→ **Exercise**
In the entries below, count every line containing "false". Return the number and nothing else.

Records from a collection:
#####

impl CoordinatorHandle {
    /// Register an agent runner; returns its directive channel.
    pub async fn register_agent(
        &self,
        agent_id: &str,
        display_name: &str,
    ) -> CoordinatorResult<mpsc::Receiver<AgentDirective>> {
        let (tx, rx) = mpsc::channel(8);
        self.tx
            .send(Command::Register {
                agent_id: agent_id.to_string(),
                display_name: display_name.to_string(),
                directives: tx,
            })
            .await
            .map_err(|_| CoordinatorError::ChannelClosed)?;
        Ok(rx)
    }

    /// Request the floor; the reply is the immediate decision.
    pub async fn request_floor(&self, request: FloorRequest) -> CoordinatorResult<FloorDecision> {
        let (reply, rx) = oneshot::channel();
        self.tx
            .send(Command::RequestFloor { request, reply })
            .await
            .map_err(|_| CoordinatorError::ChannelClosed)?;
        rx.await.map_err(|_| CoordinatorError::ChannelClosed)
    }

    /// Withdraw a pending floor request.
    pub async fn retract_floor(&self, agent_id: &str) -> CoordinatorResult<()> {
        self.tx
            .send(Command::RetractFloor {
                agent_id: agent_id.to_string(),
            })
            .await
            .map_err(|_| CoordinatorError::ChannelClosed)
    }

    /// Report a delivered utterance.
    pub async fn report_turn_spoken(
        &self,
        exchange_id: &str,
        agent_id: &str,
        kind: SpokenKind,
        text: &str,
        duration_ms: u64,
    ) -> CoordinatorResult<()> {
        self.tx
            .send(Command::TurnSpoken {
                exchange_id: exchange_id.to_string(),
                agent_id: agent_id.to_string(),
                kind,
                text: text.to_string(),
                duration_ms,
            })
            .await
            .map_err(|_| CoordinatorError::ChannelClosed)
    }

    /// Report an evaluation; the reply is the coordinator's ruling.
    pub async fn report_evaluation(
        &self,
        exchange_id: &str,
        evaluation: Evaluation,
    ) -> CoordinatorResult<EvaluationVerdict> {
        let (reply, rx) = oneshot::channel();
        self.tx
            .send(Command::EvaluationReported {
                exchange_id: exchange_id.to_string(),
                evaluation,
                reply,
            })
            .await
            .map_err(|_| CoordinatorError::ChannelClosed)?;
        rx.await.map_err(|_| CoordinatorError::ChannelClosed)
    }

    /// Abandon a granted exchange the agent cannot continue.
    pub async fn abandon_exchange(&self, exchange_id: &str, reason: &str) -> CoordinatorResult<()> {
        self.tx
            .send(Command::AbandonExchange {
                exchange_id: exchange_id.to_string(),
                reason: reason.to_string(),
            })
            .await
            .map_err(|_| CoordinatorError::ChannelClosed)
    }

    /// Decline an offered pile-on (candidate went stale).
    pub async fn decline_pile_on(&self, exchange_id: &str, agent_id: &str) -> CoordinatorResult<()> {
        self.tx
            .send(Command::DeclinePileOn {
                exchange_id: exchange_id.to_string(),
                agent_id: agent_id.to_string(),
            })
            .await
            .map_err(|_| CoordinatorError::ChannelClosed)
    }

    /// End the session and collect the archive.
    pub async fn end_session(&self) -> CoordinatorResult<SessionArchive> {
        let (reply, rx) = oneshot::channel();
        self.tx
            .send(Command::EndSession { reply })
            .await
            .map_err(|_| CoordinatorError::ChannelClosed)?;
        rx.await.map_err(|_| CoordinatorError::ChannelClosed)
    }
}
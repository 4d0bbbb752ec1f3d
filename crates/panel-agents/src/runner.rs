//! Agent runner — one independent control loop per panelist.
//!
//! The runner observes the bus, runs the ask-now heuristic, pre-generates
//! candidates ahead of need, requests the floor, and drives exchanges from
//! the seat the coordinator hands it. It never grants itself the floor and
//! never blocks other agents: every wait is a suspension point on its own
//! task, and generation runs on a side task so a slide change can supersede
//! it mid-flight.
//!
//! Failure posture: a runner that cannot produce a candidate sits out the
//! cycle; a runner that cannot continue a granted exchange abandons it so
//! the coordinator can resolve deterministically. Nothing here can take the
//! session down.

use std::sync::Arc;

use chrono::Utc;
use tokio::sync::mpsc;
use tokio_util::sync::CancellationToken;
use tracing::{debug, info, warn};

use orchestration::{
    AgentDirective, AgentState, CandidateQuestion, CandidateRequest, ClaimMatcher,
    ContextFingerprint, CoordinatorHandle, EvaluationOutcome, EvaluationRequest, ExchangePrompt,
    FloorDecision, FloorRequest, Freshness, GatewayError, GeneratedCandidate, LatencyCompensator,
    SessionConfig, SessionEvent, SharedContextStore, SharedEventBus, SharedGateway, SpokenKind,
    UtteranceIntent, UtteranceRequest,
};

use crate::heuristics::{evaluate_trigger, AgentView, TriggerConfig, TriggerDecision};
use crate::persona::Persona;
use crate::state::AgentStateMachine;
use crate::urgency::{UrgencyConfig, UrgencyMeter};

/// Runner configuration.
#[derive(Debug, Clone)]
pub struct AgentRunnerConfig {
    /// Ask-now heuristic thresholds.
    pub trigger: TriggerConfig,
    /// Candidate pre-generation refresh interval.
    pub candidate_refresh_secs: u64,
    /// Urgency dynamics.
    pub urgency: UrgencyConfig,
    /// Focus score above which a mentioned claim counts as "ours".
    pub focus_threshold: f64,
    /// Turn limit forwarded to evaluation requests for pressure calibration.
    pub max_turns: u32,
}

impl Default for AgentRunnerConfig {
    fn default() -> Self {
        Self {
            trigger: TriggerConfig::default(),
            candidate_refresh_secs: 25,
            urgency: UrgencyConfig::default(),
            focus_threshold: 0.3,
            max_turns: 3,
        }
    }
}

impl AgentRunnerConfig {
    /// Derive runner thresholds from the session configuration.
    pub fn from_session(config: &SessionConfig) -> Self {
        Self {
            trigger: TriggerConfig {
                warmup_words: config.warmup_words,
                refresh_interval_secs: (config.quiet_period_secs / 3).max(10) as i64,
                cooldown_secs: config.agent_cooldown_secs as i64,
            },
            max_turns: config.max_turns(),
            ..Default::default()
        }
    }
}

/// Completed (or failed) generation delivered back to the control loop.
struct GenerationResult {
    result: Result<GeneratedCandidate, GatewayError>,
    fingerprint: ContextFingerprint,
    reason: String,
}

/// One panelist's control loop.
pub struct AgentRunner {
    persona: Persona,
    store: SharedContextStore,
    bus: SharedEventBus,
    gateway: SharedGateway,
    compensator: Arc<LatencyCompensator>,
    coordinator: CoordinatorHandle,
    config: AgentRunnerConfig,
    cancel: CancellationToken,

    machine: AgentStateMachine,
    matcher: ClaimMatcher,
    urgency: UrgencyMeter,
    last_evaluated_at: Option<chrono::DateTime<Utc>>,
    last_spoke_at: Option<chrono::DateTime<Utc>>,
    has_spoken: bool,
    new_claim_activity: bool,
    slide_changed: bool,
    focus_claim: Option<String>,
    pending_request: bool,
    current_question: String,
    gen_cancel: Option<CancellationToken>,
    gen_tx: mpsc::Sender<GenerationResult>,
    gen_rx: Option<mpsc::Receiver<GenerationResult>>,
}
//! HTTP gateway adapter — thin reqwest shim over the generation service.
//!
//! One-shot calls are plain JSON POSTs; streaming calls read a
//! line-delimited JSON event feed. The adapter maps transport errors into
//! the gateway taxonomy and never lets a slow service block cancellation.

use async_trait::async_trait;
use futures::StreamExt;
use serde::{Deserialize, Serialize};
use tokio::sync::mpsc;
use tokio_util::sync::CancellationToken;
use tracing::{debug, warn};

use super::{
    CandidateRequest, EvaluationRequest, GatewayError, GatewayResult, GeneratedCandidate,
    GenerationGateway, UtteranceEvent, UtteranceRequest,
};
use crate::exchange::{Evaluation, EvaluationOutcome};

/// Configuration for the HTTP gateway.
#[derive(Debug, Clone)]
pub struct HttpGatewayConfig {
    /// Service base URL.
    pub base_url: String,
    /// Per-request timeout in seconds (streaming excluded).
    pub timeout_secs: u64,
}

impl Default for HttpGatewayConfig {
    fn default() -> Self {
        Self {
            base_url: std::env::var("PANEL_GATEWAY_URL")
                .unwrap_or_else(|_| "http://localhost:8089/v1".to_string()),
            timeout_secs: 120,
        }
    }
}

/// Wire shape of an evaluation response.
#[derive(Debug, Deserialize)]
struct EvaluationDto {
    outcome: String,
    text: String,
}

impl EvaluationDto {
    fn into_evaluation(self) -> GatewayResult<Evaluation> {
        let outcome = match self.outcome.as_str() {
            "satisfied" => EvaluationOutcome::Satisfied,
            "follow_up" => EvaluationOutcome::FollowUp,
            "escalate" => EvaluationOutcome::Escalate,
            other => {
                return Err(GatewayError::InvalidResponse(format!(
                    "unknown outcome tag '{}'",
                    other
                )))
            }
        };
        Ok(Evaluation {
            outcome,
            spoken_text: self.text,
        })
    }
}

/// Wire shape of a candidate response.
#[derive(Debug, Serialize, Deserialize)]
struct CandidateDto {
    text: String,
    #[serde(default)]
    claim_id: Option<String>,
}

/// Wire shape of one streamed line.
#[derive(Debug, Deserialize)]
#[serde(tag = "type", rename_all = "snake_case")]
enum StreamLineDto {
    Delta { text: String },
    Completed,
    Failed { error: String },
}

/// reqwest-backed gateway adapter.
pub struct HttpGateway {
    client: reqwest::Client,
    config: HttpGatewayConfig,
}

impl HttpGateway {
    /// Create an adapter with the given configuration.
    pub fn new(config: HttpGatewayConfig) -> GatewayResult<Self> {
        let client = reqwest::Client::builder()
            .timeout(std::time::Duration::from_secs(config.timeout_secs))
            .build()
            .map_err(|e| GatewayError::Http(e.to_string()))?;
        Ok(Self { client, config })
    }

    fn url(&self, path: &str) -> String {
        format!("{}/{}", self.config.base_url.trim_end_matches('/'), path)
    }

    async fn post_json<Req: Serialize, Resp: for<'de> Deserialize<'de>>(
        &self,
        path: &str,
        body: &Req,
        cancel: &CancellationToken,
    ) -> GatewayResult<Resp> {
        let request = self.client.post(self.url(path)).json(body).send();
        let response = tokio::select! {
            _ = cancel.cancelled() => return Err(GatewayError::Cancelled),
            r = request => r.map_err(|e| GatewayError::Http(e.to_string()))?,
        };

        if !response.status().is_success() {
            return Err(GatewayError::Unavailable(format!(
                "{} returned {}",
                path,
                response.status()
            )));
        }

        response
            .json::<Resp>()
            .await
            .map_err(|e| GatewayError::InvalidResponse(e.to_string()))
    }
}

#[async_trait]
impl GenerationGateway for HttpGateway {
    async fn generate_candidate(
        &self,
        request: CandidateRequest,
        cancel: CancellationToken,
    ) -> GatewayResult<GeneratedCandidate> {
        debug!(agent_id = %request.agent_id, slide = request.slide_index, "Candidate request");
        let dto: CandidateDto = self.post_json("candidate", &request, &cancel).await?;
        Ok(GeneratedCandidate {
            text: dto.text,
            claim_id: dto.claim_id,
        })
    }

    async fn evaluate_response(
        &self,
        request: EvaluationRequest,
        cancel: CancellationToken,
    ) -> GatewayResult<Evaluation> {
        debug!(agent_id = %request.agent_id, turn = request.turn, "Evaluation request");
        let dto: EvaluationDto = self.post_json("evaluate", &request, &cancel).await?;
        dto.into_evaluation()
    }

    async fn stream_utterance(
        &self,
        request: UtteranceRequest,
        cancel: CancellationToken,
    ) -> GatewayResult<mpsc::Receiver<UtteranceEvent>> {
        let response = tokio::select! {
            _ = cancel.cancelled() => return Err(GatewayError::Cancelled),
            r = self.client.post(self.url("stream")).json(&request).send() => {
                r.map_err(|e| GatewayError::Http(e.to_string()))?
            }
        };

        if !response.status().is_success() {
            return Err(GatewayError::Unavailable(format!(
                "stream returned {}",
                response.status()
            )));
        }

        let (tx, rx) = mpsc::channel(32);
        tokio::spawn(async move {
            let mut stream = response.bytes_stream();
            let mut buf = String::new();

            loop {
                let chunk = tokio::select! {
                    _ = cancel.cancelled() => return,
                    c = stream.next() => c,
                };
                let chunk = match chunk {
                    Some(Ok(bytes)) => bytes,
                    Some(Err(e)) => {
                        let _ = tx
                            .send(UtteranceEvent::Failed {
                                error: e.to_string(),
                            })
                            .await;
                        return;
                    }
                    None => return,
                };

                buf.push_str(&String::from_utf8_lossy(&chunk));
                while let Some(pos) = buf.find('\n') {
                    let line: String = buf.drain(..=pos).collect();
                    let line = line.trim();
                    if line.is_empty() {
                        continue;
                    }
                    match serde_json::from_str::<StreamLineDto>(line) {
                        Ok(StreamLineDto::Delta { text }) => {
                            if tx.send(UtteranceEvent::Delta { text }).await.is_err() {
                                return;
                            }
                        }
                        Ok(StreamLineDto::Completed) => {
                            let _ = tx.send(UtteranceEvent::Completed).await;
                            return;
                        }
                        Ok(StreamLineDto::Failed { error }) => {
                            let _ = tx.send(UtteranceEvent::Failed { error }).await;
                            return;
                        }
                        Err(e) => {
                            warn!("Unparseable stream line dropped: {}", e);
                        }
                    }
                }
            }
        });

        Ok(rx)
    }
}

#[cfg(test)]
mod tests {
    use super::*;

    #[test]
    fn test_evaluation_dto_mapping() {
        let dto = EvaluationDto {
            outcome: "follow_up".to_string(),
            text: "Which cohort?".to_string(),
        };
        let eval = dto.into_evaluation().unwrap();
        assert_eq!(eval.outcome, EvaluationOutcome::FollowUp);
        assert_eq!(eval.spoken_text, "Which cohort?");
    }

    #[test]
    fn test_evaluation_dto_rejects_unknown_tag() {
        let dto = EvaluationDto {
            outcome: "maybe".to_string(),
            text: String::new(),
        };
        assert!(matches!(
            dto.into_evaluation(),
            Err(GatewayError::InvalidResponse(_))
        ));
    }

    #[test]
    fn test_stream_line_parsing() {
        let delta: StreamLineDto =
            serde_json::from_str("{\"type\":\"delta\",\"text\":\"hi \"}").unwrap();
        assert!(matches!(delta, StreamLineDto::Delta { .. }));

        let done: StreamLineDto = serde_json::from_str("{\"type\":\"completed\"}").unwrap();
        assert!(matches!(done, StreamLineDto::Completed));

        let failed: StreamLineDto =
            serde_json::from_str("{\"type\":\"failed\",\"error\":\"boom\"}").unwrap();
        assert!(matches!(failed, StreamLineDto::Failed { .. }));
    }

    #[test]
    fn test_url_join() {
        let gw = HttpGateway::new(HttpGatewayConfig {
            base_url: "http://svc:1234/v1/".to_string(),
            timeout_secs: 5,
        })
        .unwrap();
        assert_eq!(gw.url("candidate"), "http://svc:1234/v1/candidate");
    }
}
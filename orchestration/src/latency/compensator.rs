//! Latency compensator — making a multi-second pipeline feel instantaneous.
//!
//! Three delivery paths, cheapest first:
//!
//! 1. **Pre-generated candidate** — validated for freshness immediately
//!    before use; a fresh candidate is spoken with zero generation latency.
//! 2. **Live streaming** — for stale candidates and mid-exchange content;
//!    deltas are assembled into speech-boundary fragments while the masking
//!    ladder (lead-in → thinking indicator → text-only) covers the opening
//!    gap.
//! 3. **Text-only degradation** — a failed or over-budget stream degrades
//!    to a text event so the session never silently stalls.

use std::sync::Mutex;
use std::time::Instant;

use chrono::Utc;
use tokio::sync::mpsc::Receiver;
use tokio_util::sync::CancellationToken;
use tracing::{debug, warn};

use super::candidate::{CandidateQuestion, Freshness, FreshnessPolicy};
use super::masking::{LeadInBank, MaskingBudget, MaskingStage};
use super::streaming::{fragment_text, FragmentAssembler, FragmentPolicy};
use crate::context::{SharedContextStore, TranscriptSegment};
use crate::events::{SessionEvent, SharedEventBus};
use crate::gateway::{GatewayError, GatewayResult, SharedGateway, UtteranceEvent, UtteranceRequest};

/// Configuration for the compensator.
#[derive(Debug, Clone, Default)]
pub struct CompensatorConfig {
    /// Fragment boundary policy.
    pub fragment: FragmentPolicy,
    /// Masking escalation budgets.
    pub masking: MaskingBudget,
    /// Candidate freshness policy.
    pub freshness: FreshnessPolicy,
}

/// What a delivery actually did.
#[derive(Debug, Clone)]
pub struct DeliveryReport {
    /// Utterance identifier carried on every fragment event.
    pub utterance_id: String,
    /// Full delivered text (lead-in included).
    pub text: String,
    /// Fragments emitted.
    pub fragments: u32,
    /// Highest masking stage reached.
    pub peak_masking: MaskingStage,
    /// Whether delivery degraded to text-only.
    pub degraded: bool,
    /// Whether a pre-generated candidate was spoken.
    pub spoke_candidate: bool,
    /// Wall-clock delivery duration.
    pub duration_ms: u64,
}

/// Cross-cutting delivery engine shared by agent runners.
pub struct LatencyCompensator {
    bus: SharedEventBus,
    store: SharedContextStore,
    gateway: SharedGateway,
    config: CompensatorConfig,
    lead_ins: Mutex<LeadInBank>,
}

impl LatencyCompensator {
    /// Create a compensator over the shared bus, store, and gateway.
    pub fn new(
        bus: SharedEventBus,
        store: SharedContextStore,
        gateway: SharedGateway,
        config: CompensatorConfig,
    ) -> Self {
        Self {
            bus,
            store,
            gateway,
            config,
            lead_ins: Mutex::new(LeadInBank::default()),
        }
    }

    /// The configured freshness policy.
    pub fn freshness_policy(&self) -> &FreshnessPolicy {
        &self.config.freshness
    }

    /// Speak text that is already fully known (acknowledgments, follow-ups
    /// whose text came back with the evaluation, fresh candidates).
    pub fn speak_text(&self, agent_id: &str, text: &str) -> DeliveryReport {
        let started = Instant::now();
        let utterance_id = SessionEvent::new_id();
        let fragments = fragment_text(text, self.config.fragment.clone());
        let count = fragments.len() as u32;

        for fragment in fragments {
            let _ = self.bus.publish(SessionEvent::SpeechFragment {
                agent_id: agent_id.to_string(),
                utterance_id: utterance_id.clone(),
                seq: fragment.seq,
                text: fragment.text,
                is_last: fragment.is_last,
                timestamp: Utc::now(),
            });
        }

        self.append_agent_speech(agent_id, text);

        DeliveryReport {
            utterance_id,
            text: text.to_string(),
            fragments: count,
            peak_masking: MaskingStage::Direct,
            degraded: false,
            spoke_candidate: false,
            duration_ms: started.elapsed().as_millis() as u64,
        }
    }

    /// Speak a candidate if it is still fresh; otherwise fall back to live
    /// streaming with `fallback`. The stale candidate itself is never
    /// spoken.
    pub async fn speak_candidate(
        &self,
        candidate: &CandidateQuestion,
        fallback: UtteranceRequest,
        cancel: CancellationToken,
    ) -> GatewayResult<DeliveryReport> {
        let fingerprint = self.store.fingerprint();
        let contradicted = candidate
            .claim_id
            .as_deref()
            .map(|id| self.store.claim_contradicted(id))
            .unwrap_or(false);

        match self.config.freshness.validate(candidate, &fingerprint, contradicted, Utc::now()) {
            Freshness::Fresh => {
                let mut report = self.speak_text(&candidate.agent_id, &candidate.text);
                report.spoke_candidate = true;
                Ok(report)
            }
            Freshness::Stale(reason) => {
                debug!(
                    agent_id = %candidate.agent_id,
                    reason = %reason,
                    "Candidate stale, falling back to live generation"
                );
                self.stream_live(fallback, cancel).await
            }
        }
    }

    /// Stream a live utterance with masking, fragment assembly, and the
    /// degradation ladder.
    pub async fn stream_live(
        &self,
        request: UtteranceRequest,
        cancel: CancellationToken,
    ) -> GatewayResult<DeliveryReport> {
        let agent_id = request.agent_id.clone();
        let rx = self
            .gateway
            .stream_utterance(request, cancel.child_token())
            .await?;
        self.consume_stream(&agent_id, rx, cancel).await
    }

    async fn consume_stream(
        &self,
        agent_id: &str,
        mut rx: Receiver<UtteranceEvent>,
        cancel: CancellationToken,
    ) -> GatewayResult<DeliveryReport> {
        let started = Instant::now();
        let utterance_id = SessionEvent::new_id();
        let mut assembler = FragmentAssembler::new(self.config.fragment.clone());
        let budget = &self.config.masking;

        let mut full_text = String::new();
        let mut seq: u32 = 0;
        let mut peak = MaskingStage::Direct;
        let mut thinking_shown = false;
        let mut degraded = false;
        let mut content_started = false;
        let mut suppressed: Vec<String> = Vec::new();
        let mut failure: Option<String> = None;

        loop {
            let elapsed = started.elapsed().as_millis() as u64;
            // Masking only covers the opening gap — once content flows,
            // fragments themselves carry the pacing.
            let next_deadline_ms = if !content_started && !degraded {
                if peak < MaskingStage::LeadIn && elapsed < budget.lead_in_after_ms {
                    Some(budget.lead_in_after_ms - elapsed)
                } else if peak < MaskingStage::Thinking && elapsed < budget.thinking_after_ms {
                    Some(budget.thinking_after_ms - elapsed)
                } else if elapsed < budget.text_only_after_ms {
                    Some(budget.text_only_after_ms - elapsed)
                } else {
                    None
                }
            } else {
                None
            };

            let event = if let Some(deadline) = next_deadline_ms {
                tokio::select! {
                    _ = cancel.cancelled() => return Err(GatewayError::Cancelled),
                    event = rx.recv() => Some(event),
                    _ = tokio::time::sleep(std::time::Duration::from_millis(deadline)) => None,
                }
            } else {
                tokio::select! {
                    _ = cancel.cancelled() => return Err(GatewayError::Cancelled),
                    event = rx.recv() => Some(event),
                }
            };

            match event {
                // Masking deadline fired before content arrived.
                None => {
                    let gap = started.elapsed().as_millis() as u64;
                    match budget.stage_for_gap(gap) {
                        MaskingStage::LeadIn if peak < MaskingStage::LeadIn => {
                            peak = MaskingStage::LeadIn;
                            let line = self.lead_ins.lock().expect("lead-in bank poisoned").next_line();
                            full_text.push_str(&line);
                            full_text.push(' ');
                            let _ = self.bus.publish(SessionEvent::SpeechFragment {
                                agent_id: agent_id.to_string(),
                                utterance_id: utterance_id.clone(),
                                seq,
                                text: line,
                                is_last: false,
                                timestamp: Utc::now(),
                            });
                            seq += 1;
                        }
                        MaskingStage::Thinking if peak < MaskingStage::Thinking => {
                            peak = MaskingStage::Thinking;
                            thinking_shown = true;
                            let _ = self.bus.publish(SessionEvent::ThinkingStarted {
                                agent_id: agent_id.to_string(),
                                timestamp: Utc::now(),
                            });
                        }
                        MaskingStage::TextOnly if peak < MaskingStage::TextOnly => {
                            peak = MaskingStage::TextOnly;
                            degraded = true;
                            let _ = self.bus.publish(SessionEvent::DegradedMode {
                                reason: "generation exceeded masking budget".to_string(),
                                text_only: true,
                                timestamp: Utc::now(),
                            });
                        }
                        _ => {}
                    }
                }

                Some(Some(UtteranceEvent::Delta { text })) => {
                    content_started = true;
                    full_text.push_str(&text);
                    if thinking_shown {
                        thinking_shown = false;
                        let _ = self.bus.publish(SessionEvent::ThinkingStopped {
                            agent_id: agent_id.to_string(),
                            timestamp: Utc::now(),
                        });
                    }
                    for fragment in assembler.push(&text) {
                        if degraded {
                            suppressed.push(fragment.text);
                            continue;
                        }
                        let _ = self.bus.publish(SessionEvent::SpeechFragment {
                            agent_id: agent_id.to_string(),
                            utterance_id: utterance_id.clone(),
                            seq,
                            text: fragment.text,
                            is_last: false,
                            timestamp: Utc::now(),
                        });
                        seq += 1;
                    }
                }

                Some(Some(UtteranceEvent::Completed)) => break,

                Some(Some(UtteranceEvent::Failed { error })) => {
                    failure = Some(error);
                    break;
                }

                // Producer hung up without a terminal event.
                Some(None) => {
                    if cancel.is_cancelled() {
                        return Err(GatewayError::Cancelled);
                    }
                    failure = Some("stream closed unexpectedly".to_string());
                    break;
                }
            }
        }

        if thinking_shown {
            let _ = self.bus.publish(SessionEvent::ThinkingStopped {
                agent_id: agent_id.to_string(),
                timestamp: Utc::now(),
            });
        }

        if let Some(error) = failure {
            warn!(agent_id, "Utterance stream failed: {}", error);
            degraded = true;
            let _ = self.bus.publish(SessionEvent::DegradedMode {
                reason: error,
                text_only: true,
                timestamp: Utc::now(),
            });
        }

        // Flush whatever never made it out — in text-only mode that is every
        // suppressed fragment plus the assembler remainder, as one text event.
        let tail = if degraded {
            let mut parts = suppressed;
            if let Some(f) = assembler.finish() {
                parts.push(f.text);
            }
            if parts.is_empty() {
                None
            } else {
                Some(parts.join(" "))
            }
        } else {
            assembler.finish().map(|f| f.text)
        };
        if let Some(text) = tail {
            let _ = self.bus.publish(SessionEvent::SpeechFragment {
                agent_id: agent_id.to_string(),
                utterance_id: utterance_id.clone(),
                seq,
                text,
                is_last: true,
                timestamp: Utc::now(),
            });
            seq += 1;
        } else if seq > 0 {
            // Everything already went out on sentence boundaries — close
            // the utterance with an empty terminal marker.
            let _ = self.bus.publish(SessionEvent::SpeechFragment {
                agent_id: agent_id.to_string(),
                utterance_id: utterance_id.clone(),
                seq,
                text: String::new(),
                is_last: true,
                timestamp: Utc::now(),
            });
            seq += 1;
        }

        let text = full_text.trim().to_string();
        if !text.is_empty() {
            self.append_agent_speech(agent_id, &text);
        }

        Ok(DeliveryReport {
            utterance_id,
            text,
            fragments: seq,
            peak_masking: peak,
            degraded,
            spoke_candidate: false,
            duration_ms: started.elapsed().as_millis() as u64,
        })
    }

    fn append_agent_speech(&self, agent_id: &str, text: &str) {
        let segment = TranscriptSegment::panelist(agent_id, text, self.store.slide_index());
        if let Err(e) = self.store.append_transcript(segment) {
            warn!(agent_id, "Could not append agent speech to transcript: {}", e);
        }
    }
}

#####

→ **Exercise response**
10